Series 2: The body and science

When scientists and dance artists and scholars talk about the human body, what kind of body are they describing or attempting to understand? There are disciplinary divergences yet the hard dualistic line between body and mind has dissolved and science’s supposed view from nowhere as a “modest witness”[1] is widely debated particularly within the sciences. The historian of science Andrew Pickering has described the practice of science as an unpredictable “dance of agency”,[2] in which scientific practice represents a “dialectic of resistance and accommodation” [2] that is overwhelmingly ad hoc. The scientist Randolph Nesse argues that although the metaphor of the body as machine is seductive, it is more accurate to describe the body as “a soma shaped by selection”.[3]

Series 2 of C-DaRE invites … explores The Body and Science, and in it we ask what kind of body is the human body now? We explore and debate notions of self and embodiment; the “spectre of embodied cognition”;[4] pain; somatic practices rendered as measurable; medicalised time;[5] and the Bayesian body and brain. We seek divergent understandings of what kind of body science is observing and/or creating and we ask what role other research fields and ways of knowing in the arts might have to play in this creation, and how the irrepressible movements, actions and practices of the human body are open to re-interpretation and re-imagination.

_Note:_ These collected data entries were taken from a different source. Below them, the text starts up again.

use serde::{Deserialize, Serialize};
use std::path::Path;

use crate::error::ConfigError;
use crate::geometry::Size;

#[derive(Debug, Clone, PartialEq, Serialize, Deserialize)]
#[serde(rename_all = "camelCase", default)]
pub struct RoutingConfig {
    /// Stub length the editor's connector uses before the first turn.
    pub offset_from_port: f32,
    pub obstacle_padding: f32,
    /// Pass other nodes' boxes to the router as obstacles.
    pub avoid_nodes: bool,
}

impl Default for RoutingConfig {
    fn default() -> Self {
        Self {
            offset_from_port: 40.0,
            obstacle_padding: 10.0,
            avoid_nodes: false,
        }
    }
}

#[derive(Debug, Clone, PartialEq, Serialize, Deserialize)]
#[serde(rename_all = "camelCase", default)]
pub struct NodeConfig {
    pub tag: Size,
    pub gate: Size,
    pub junction: Size,
}

impl Default for NodeConfig {
    fn default() -> Self {
        Self {
            tag: Size::new(100.0, 50.0),
            gate: Size::new(80.0, 60.0),
            junction: Size::new(8.0, 8.0),
        }
    }
}

#[derive(Debug, Clone, PartialEq, Serialize, Deserialize)]
#[serde(rename_all = "camelCase", default)]
pub struct HistoryConfig {
    pub max_entries: usize,
}

impl Default for HistoryConfig {
    fn default() -> Self {
        Self { max_entries: 100 }
    }
}

#[derive(Debug, Clone, PartialEq, Serialize, Deserialize)]
#[serde(rename_all = "camelCase", default)]
pub struct GridConfig {
    pub size: f32,
    pub snap: bool,
    pub min_scale: f32,
    pub max_scale: f32,
}

impl Default for GridConfig {
    fn default() -> Self {
        Self {
            size: 10.0,
            snap: true,
            min_scale: 0.1,
            max_scale: 5.0,
        }
    }
}

#[derive(Debug, Clone, Default, PartialEq, Serialize, Deserialize)]
#[serde(rename_all = "camelCase", default)]
pub struct Config {
    pub routing: RoutingConfig,
    pub nodes: NodeConfig,
    pub history: HistoryConfig,
    pub grid: GridConfig,
}

impl Config {
    /// Parse config text. Strict JSON first, then JSON5 for hand-written files
    /// with comments or trailing commas.
    pub fn from_str_lenient(contents: &str) -> Result<Self, String> {
        match serde_json::from_str::<Config>(contents) {
            Ok(config) => Ok(config),
            Err(json_err) => json5::from_str::<Config>(contents)
                .map_err(|json5_err| format!("{json_err}; json5: {json5_err}")),
        }
    }
}

pub fn load_config(path: Option<&Path>) -> Result<Config, ConfigError> {
    let Some(path) = path else {
        return Ok(Config::default());
    };

    let contents = std::fs::read_to_string(path).map_err(|source| ConfigError::Read {
        path: path.to_path_buf(),
        source,
    })?;
    let config = Config::from_str_lenient(&contents).map_err(|message| ConfigError::Parse {
        path: path.to_path_buf(),
        message,
    })?;
    tracing::debug!(path = %path.display(), "loaded config");
    Ok(config)
}

#[cfg(test)]
mod tests {
    use super::*;

    #[test]
    fn missing_keys_fall_back_to_defaults() {
        let config = Config::from_str_lenient(r#"{"routing": {"offsetFromPort": 30}}"#).unwrap();
        assert_eq!(config.routing.offset_from_port, 30.0);
        assert_eq!(config.routing.obstacle_padding, 10.0);
        assert_eq!(config.history.max_entries, 100);
        assert_eq!(config.nodes.gate, Size::new(80.0, 60.0));
    }

    #[test]
    fn json5_fallback_accepts_comments() {
        let text = "{\n  // tighter grid\n  grid: { size: 5, snap: false, },\n}";
        let config = Config::from_str_lenient(text).unwrap();
        assert_eq!(config.grid.size, 5.0);
        assert!(!config.grid.snap);
        assert_eq!(config.grid.max_scale, 5.0);
    }

    #[test]
    fn garbage_is_a_parse_error() {
        assert!(Config::from_str_lenient("not a config").is_err());
    }

    #[test]
    fn no_path_gives_defaults() {
        let config = load_config(None).unwrap();
        assert_eq!(config, Config::default());
        assert!(!config.routing.avoid_nodes);
    }

    #[test]
    fn unreadable_path_is_a_read_error() {
        let err = load_config(Some(Path::new("/definitely/not/here.json"))).unwrap_err();
        assert!(matches!(err, ConfigError::Read { .. }));
    }
}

  1. Haraway, Donna, Thyrza Nichols Goodeve, and Lynn Randolph. 2018. Modest_witness Second Millennium: FemaleMan®_meets_OncoMouse™$dfeminism and Technoscience. Second edition. New York London: Routledge.
  2. Pickering, Andrew. 1995. The Mangle of Practice. Time, Agency, and Science. Chicago: University of Chicago Press.
  3. Nesse, Randolph. 2016. “The Body Is Not A Machine.” Center for Evolution and Medicine. February 4, 2016.
  4. Goldman, Alvin, and Frederique De Vignemont. 2009. “Is Social Cognition Embodied?” Trends in Cognitive Sciences 13 (4): 154–59.
  5. Wasson, Sara. 2021. “Waiting, Strange: Transplant Recipient Experience, Medical Time and Queer/Crip Temporalities.” Medical Humanities 47 (4): 447–55.